START Data for the task
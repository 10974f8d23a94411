use common::{PortError, PortResult};
use parking_lot::{Condvar, Mutex};
use std::collections::{HashMap, VecDeque};
use std::sync::atomic::{AtomicU32, Ordering};
use std::time::{Duration, Instant};
use tracing::{debug, error, trace, warn};

use crate::request::{DataBuffer, Hint, Request, RequestKind, Response, TransactKind};

/// Process-wide, so a hint never outlives its channel: a reused slot gets a
/// new generation and hints from the old unit cannot match.
static NEXT_GENERATION: AtomicU32 = AtomicU32::new(1);

fn next_generation() -> u32 {
    loop {
        let generation = NEXT_GENERATION.fetch_add(1, Ordering::Relaxed);
        if generation != 0 {
            return generation;
        }
    }
}

struct Outstanding {
    kind: TransactKind,
    dispatched: bool,
    response: Option<Response>,
}

struct ChannelState {
    pending: VecDeque<Request>,
    outstanding: HashMap<Hint, Outstanding>,
    closed: bool,
    generation: u32,
    next_sequence: u32,
}

impl ChannelState {
    fn allocate_hint(&mut self) -> Hint {
        loop {
            let sequence = self.next_sequence;
            self.next_sequence = self.next_sequence.wrapping_add(1);
            if sequence == 0 {
                continue;
            }
            if let Some(hint) = Hint::compose(self.generation, sequence) {
                if !self.outstanding.contains_key(&hint) {
                    return hint;
                }
            }
        }
    }

    fn complete(&mut self, response: Response) -> PortResult<()> {
        let entry = self.outstanding.get_mut(&response.hint).ok_or_else(|| {
            PortError::protocol(format!("no outstanding request for hint {}", response.hint))
        })?;
        if !entry.dispatched {
            return Err(PortError::protocol(format!(
                "hint {} was never handed to a handler",
                response.hint
            )));
        }
        if entry.response.is_some() {
            return Err(PortError::protocol(format!(
                "hint {} already answered",
                response.hint
            )));
        }
        if entry.kind != response.kind {
            return Err(PortError::protocol(format!(
                "hint {} is a {} request, response says {}",
                response.hint, entry.kind, response.kind
            )));
        }
        entry.response = Some(response);
        Ok(())
    }

    fn shut(&mut self) {
        self.closed = true;
        self.pending.clear();
        // Entries with a delivered response stay so their waiter still gets it.
        self.outstanding.retain(|_, entry| entry.response.is_some());
    }
}

/// Blocking request/response queue for one provisioned unit.
///
/// Producers call [`enqueue_request`](Self::enqueue_request) followed by
/// [`wait_for_response`](Self::wait_for_response); handlers loop on
/// [`transact`](Self::transact). Requests are delivered in FIFO order and a
/// response only ever reaches the waiter holding its hint. Once
/// [`close`](Self::close) runs, every blocked caller returns
/// [`PortError::Cancelled`] on its own; `close` does not wait for them.
///
/// Hints carry the channel's generation. An ack whose hint belongs to another
/// generation (a unit unprovisioned since the request was fetched) is refused
/// with `Cancelled` and leaves this channel untouched.
pub struct TransactChannel {
    slot: usize,
    state: Mutex<ChannelState>,
    request_ready: Condvar,
    response_ready: Condvar,
}

impl TransactChannel {
    pub fn new(slot: usize) -> Self {
        Self {
            slot,
            state: Mutex::new(ChannelState {
                pending: VecDeque::new(),
                outstanding: HashMap::new(),
                closed: false,
                generation: next_generation(),
                next_sequence: 1,
            }),
            request_ready: Condvar::new(),
            response_ready: Condvar::new(),
        }
    }

    pub fn slot(&self) -> usize {
        self.slot
    }

    pub fn generation(&self) -> u32 {
        self.state.lock().generation
    }

    /// Queue a request and return its hint without blocking.
    pub fn enqueue_request(&self, kind: RequestKind, buffer: DataBuffer) -> PortResult<Hint> {
        let mut state = self.state.lock();
        if state.closed {
            return Err(PortError::Cancelled);
        }

        let hint = state.allocate_hint();
        state.outstanding.insert(
            hint,
            Outstanding {
                kind: kind.kind(),
                dispatched: false,
                response: None,
            },
        );
        state.pending.push_back(Request { hint, kind, buffer });
        drop(state);

        trace!(slot = self.slot, %hint, ?kind, "request enqueued");
        self.request_ready.notify_one();
        Ok(hint)
    }

    /// Block until the response for `hint` arrives or the channel closes.
    pub fn wait_for_response(&self, hint: Hint) -> PortResult<Response> {
        let mut state = self.state.lock();
        loop {
            if let Some(response) = self.take_response(&mut state, hint)? {
                return Ok(response);
            }
            self.response_ready.wait(&mut state);
        }
    }

    /// Like [`wait_for_response`](Self::wait_for_response) but gives up after
    /// `timeout`, leaving the request outstanding.
    pub fn wait_for_response_timeout(
        &self,
        hint: Hint,
        timeout: Duration,
    ) -> PortResult<Option<Response>> {
        let deadline = Instant::now().checked_add(timeout);
        let mut state = self.state.lock();
        loop {
            if let Some(response) = self.take_response(&mut state, hint)? {
                return Ok(Some(response));
            }
            match deadline {
                Some(deadline) if Instant::now() >= deadline => return Ok(None),
                Some(deadline) => {
                    self.response_ready.wait_until(&mut state, deadline);
                }
                None => self.response_ready.wait(&mut state),
            }
        }
    }

    fn take_response(&self, state: &mut ChannelState, hint: Hint) -> PortResult<Option<Response>> {
        let delivered = match state.outstanding.get_mut(&hint) {
            Some(entry) => entry.response.take(),
            None if !state.closed => {
                return Err(PortError::protocol(format!(
                    "no outstanding request for hint {hint}"
                )));
            }
            None => None,
        };
        if let Some(response) = delivered {
            state.outstanding.remove(&hint);
            return Ok(Some(response));
        }

        if state.closed {
            state.outstanding.remove(&hint);
            debug!(slot = self.slot, %hint, "waiter cancelled");
            return Err(PortError::Cancelled);
        }
        Ok(None)
    }

    /// Acknowledge the previous request (if any) and fetch the next one.
    ///
    /// Both steps run under one lock acquisition. With `timeout` set, returns
    /// `Ok(None)` when no request arrives in time. A bad `ack` is a protocol
    /// error and closes the channel.
    pub fn transact(
        &self,
        ack: Option<Response>,
        timeout: Option<Duration>,
    ) -> PortResult<Option<Request>> {
        let deadline = timeout.and_then(|timeout| Instant::now().checked_add(timeout));
        let mut state = self.state.lock();
        if state.closed {
            return Err(PortError::Cancelled);
        }

        if let Some(response) = ack {
            self.acknowledge(&mut state, response)?;
        }

        loop {
            if state.closed {
                return Err(PortError::Cancelled);
            }
            if let Some(request) = state.pending.pop_front() {
                if let Some(entry) = state.outstanding.get_mut(&request.hint) {
                    entry.dispatched = true;
                }
                trace!(slot = self.slot, hint = %request.hint, "request dispatched");
                return Ok(Some(request));
            }
            match deadline {
                Some(deadline) if Instant::now() >= deadline => return Ok(None),
                Some(deadline) => {
                    self.request_ready.wait_until(&mut state, deadline);
                }
                // No timeout, or one too large for `Instant`.
                None => self.request_ready.wait(&mut state),
            }
        }
    }

    /// Deliver a response without fetching another request.
    pub fn respond(&self, response: Response) -> PortResult<()> {
        let mut state = self.state.lock();
        if state.closed {
            return Err(PortError::Cancelled);
        }
        self.acknowledge(&mut state, response)
    }

    fn acknowledge(&self, state: &mut ChannelState, response: Response) -> PortResult<()> {
        if response.hint.generation() != state.generation {
            warn!(
                slot = self.slot,
                hint = %response.hint,
                generation = state.generation,
                "ack for a request of a previous unit; ignored"
            );
            return Err(PortError::Cancelled);
        }
        match state.complete(response) {
            Ok(()) => {
                trace!(slot = self.slot, hint = %response.hint, "response delivered");
                self.response_ready.notify_all();
                Ok(())
            }
            Err(err) => {
                error!(slot = self.slot, error = %err, "handler protocol violation; closing channel");
                state.shut();
                self.request_ready.notify_all();
                self.response_ready.notify_all();
                Err(err)
            }
        }
    }

    /// Close the channel and wake every blocked caller. Idempotent.
    pub fn close(&self) {
        let mut state = self.state.lock();
        if state.closed {
            return;
        }
        let dropped = state.pending.len();
        state.shut();
        drop(state);

        debug!(slot = self.slot, dropped, "channel closed");
        self.request_ready.notify_all();
        self.response_ready.notify_all();
    }

    pub fn is_closed(&self) -> bool {
        self.state.lock().closed
    }

    /// Requests queued but not yet handed to a handler.
    pub fn pending(&self) -> usize {
        self.state.lock().pending.len()
    }

    /// Requests enqueued whose response has not been collected.
    pub fn outstanding(&self) -> usize {
        self.state.lock().outstanding.len()
    }
}

impl std::fmt::Debug for TransactChannel {
    fn fmt(&self, f: &mut std::fmt::Formatter<'_>) -> std::fmt::Result {
        let state = self.state.lock();
        f.debug_struct("TransactChannel")
            .field("slot", &self.slot)
            .field("pending", &state.pending.len())
            .field("outstanding", &state.outstanding.len())
            .field("closed", &state.closed)
            .finish()
    }
}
END Data for the task
# Activity:
Across the entries above, how many lines contain the string "unit"? The number alone is the answer.

# Exercise response:
4